◆ **ASSIGNED TASK**: Please reproduce verbatim the lines below, from the first through the one with "on prefix, so".

[Stored data]
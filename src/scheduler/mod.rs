pub mod fifo;
pub mod rr;
pub mod sjf;
pub mod stcf;

use std::fmt;

use thiserror::Error;

use crate::core::state::{ProcessKey, SimCtx, Ticks};
pub use fifo::FifoPolicy;
pub use rr::RoundRobinPolicy;
pub use sjf::SjfPolicy;
pub use stcf::StcfPolicy;

/// Ticks a process runs once selected, for the non-RR policies.
pub const DEFAULT_SLICE: Ticks = 1;

pub const RR_QUANTUM: Ticks = 1;

/// Selection and re-admission rules layered over the shared tick loop.
///
/// The driver only calls `select` once the queue head has arrived, so the
/// queue is never empty there and at least one candidate is eligible.
pub trait Policy {
    const NAME: &'static str;

    fn init(ctx: &mut SimCtx) -> Self;

    /// Removes the process to run this tick from the ready queue.
    fn select(&mut self, ctx: &mut SimCtx) -> ProcessKey;

    fn slice(&self, _ctx: &SimCtx, _process: ProcessKey) -> Ticks {
        DEFAULT_SLICE
    }

    /// Puts an unfinished process back after its slice.
    fn requeue(&mut self, ctx: &mut SimCtx, process: ProcessKey) {
        ctx.queue.push_back(process);
    }
}

#[derive(Debug, Clone, Copy, PartialEq, Eq)]
pub enum PolicyKind {
    Fifo,
    Sjf,
    Stcf,
    RoundRobin,
}

#[derive(Debug, Error, PartialEq, Eq)]
#[error("unknown POLICY")]
pub struct UnknownPolicy(pub String);

impl PolicyKind {
    /// Matches on prefix, so `FIFO2` selects FIFO.
    pub fn from_name(name: &str) -> Result<Self, UnknownPolicy> {
        let kind = if name.starts_with("FIFO") {
            Self::Fifo
        } else if name.starts_with("SJF") {
            Self::Sjf
        } else if name.starts_with("STCF") {
            Self::Stcf
        } else if name.starts_with("RR") {
            Self::RoundRobin
        } else {
            return Err(UnknownPolicy(name.to_owned()));
        };
        Ok(kind)
    }

    pub fn name(&self) -> &'static str {
        match self {
            Self::Fifo => FifoPolicy::NAME,
            Self::Sjf => SjfPolicy::NAME,
            Self::Stcf => StcfPolicy::NAME,
            Self::RoundRobin => RoundRobinPolicy::NAME,
        }
    }
}

impl fmt::Display for PolicyKind {
    fn fmt(&self, f: &mut fmt::Formatter<'_>) -> fmt::Result {
        f.write_str(self.name())
    }
}

/// Position of the first arrived process with the least remaining time.
/// Ties go to the one nearer the head.
pub(crate) fn shortest_arrived(ctx: &SimCtx) -> Option<usize> {
    let mut best: Option<(usize, Ticks)> = None;
    for (index, key) in ctx.queue.iter().enumerate() {
        let process = ctx.process(key);
        if !process.has_arrived(ctx.now) {
            continue;
        }
        match best {
            Some((_, remaining)) if process.remaining >= remaining => {}
            _ => best = Some((index, process.remaining)),
        }
    }
    best.map(|(index, _)| index)
}
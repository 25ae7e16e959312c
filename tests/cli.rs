//! Runs the binary end to end over stdin.

use std::{
    io::Write,
    process::{Command, Output, Stdio},
};

fn run(stdin: &str) -> Output {
    let mut child = Command::new(env!("CARGO_BIN_EXE_sched_sim"))
        .env_remove("SCHED_SIM_LOG")
        .stdin(Stdio::piped())
        .stdout(Stdio::piped())
        .stderr(Stdio::piped())
        .spawn()
        .expect("spawn sched_sim");
    child
        .stdin
        .take()
        .expect("piped stdin")
        .write_all(stdin.as_bytes())
        .expect("write stdin");
    child.wait_with_output().expect("wait for sched_sim")
}

#[test]
fn prints_trace_for_valid_input() {
    let output = run("2\nFIFO\nA:1:3:0\nB:2:2:1\n");
    assert!(output.status.success());
    let stdout = String::from_utf8(output.stdout).unwrap();
    assert!(stdout.starts_with("1:A:B(2),:\n"));
    assert!(stdout.ends_with("Average Response Time: 3.50\n"));
}

#[test]
fn unknown_policy_reports_and_exits_cleanly() {
    let output = run("1\nLOTTERY\nA:1:1:0\n");
    assert!(output.status.success());
    assert!(output.stdout.is_empty());
    let stderr = String::from_utf8(output.stderr).unwrap();
    assert!(stderr.contains("Error: unknown POLICY"));
}

#[test]
fn malformed_record_fails_with_status_one() {
    let output = run("1\nRR\nA:1:1\n");
    assert_eq!(output.status.code(), Some(1));
    assert!(output.stdout.is_empty());
    let stderr = String::from_utf8(output.stderr).unwrap();
    assert!(stderr.contains("Expecting token arrival time"));
}

#[test]
fn extra_field_fails_with_status_one() {
    let output = run("1\nSJF\nA:1:1:0:7\n");
    assert_eq!(output.status.code(), Some(1));
}
//! `SeaORM` Entity for tax_withholding_accounts table.

use sea_orm::entity::prelude::*;
use serde::{Deserialize, Serialize};

#[derive(Clone, Debug, PartialEq, DeriveEntityModel, Eq, Serialize, Deserialize)]
#[sea_orm(table_name = "tax_withholding_accounts")]
pub struct Model {
    #[sea_orm(primary_key, auto_increment = false)]
    pub id: Uuid,
    pub category: String,
    pub company: String,
    pub account: String,
}

#[derive(Copy, Clone, Debug, EnumIter, DeriveRelation)]
pub enum Relation {}

impl ActiveModelBehavior for ActiveModel {}
//! Storage seams for settings.
//!
//! Defaults are explicit state passed to callers, never ambient globals.

use async_trait::async_trait;

use super::error::SettingsError;
use super::types::NamingRule;

/// Read/write access to process-wide default values.
#[async_trait]
pub trait SettingsStore: Send + Sync {
    /// Returns the value stored under `key`, if any.
    async fn get_default(&self, key: &str) -> Result<Option<String>, SettingsError>;

    /// Stores `value` under `key`, replacing any previous value.
    async fn set_default(&self, key: &str, value: &str) -> Result<(), SettingsError>;
}

/// Switches a record type between naming-series and field-based naming.
#[async_trait]
pub trait NamingSeriesConfigurator: Send + Sync {
    /// Applies the naming rule to its record type.
    async fn set_by_naming_series(&self, rule: &NamingRule) -> Result<(), SettingsError>;
}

◆ **RESPONSE**:
filename src/scheduler/mod.rs
pub mod fifo;
pub mod rr;
pub mod sjf;
pub mod stcf;

use std::fmt;

use thiserror::Error;

use crate::core::state::{ProcessKey, SimCtx, Ticks};
pub use fifo::FifoPolicy;
pub use rr::RoundRobinPolicy;
pub use sjf::SjfPolicy;
pub use stcf::StcfPolicy;

/// Ticks a process runs once selected, for the non-RR policies.
pub const DEFAULT_SLICE: Ticks = 1;

pub const RR_QUANTUM: Ticks = 1;

/// Selection and re-admission rules layered over the shared tick loop.
///
/// The driver only calls `select` once the queue head has arrived, so the
/// queue is never empty there and at least one candidate is eligible.
pub trait Policy {
    const NAME: &'static str;

    fn init(ctx: &mut SimCtx) -> Self;

    /// Removes the process to run this tick from the ready queue.
    fn select(&mut self, ctx: &mut SimCtx) -> ProcessKey;

    fn slice(&self, _ctx: &SimCtx, _process: ProcessKey) -> Ticks {
        DEFAULT_SLICE
    }

    /// Puts an unfinished process back after its slice.
    fn requeue(&mut self, ctx: &mut SimCtx, process: ProcessKey) {
        ctx.queue.push_back(process);
    }
}

#[derive(Debug, Clone, Copy, PartialEq, Eq)]
pub enum PolicyKind {
    Fifo,
    Sjf,
    Stcf,
    RoundRobin,
}

#[derive(Debug, Error, PartialEq, Eq)]
#[error("unknown POLICY")]
pub struct UnknownPolicy(pub String);

impl PolicyKind {
    /// Matches on prefix, so `FIFO2` selects FIFO.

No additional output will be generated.